I have ventured to say that in School Board elections the proportional principle is well established, for just consider what are the alternatives. There are but two. One is that the members of each School Board out of London, and those for each London division, should be elected in one list by the majority. But no one will seriously propose that the working of the boards should be handed over bodily, as the majority in any place sways to and fro—for three years to the partizans of secular education and for the next three to those of religious; for three years to Churchmen and for the next three to Dissenters; for three years to the friends of industrial schools and for the next three to those who disapprove of them or who think they should be disconnected from the School Boards, and so forth. The other alternative is that each London division, and each other large town, should be divided into districts electing single members. But whatever may be the chances of the one-member system for parliamentary elections, there is a fatal difficulty in its way for School Board purposes. The task of dividing, and of remodelling the scheme of division as the rapid expansion and shifting of population within town areas would page 2 continually require, would have to be entrusted to the Education Department. Now neither Lord Carlingford, nor Mr. Mundella, nor any other man enjoying common sanity, would undertake to meet the howl which any possible scheme of division would excite. Imagine the outcry which would be raised on all sides that the boundaries had been gerrymandered in order to swamp this church, that chapel, this rich district, that poor district! Parliament might make such a division, and for the purposes of parliamentary elections, for which such frequent remodelling would not be necessary, it perhaps may; for Parliament would disperse and leave no one in particular to face the odium. But that the head of a department should consent to offer himself up as the sacrifice is inconceivable.

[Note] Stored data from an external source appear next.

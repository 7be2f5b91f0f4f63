//! Integrator authentication against the cloud API.

use async_trait::async_trait;
use chrono::{DateTime, Utc};
use serde::{Deserialize, Serialize};
use tracing::{debug, warn};

use super::error::AuthError;
use super::token::Credential;

/// Path of the token endpoint relative to the API base URL.
pub const TOKEN_PATH: &str = "/integrator/get_access_token";

/// Performs one authentication round trip.
#[async_trait]
pub trait Authenticator: Send + Sync {
    async fn authenticate(&self) -> Result<Credential, AuthError>;
}

#[derive(Serialize)]
#[serde(rename_all = "camelCase")]
struct TokenRequest<'a> {
    integrator_tag: &'a str,
    secret_token: &'a str,
}

#[derive(Deserialize)]
#[serde(rename_all = "camelCase")]
struct TokenResponse {
    token: String,
    /// Unix seconds.
    expires_at: i64,
}

/// Authenticates with the integrator tag and secret over HTTPS.
pub struct HttpAuthenticator {
    http: reqwest::Client,
    endpoint: String,
    tag: String,
    secret: String,
}

impl HttpAuthenticator {
    pub fn new(
        api_base: &str,
        tag: impl Into<String>,
        secret: impl Into<String>,
    ) -> Result<Self, AuthError> {
        let http = reqwest::Client::builder()
            .timeout(std::time::Duration::from_secs(30))
            .build()
            .map_err(|e| AuthError::Network(e.to_string()))?;
        Ok(Self {
            http,
            endpoint: format!("{}{TOKEN_PATH}", api_base.trim_end_matches('/')),
            tag: tag.into(),
            secret: secret.into(),
        })
    }

    pub fn endpoint(&self) -> &str {
        &self.endpoint
    }
}

impl std::fmt::Debug for HttpAuthenticator {
    fn fmt(&self, f: &mut std::fmt::Formatter<'_>) -> std::fmt::Result {
        f.debug_struct("HttpAuthenticator")
            .field("endpoint", &self.endpoint)
            .field("tag", &self.tag)
            .finish_non_exhaustive()
    }
}

#[async_trait]
impl Authenticator for HttpAuthenticator {
    async fn authenticate(&self) -> Result<Credential, AuthError> {
        let request = TokenRequest {
            integrator_tag: &self.tag,
            secret_token: &self.secret,
        };
        let response = self
            .http
            .post(&self.endpoint)
            .json(&request)
            .send()
            .await
            .map_err(|e| AuthError::Network(e.to_string()))?;

        let status = response.status().as_u16();
        let body = response
            .text()
            .await
            .map_err(|e| AuthError::Network(e.to_string()))?;
        debug!(status, endpoint = %self.endpoint, "Authentication response received");
        parse_auth_response(status, &body)
    }
}

/// Turn an HTTP status and body into a credential or a typed error.
pub fn parse_auth_response(status: u16, body: &str) -> Result<Credential, AuthError> {
    if !(200..300).contains(&status) {
        warn!(status, body = %body, "Authentication endpoint returned error");
        return Err(AuthError::Rejected {
            status,
            body: body.to_string(),
        });
    }
    let parsed: TokenResponse =
        serde_json::from_str(body).map_err(|e| AuthError::InvalidResponse(e.to_string()))?;
    if parsed.token.is_empty() {
        return Err(AuthError::InvalidResponse("empty token".to_string()));
    }
    let expires_at = DateTime::<Utc>::from_timestamp(parsed.expires_at, 0).ok_or_else(|| {
        AuthError::InvalidResponse(format!("expiresAt out of range: {}", parsed.expires_at))
    })?;
    Ok(Credential::new(parsed.token, expires_at))
}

"At every such election every voter shall be entitled to a number of votes equal to the number of members of the School Board to be elected, and may give all such votes to one candidate, or may distribute them among the candidates as he thinks fit"(sect. 29). There is a similar rule in sect. 37 (5), for the election of the members for the London divisions.
The cumulative vote, applied even with this rudimentary simplicity, has furnished each large School Board with a representation of all shades of opinion held by any numerous body of electors. Taking the frequent case of parties, AB and AC, more like each other than either is to party D, and of which, though all are numerous, we will suppose AC to be less numerous than AH, the mere majority system has one of two results. If party AC is weak in spirit, it is effaced, being dragged at the heels of AB to make up the majority over D. But if party AC is strong in spirit, it imposes its candidates on AB as the price of its aid in making up the majority over D, and it is AB that is effaced. The cumulative vote has given separate representation to all three, and on the boards AB and AC have acted together so far as they agreed, which is as far as it was right or desirable for them to act together. Under the cumulative vote there has been no lack of committees which have run candidates, as, indeed, it would be a pity that there ever should be a lack, for co-operation in such committees is a necessary feature of healthy public opinion. But there has been also another no less healthy feature, which must otherwise have been very rare—namely, candidates who have originated committees—persons who have come forward in the belief, justified by the event, that large bodies of opinion would rally round them, which would not have found adequate expression in the usual committees. And the net result has been that the working of the page 3 School Board system has been much more stable than it could have been if the shifting majority of every three years had had its way uncontrolled.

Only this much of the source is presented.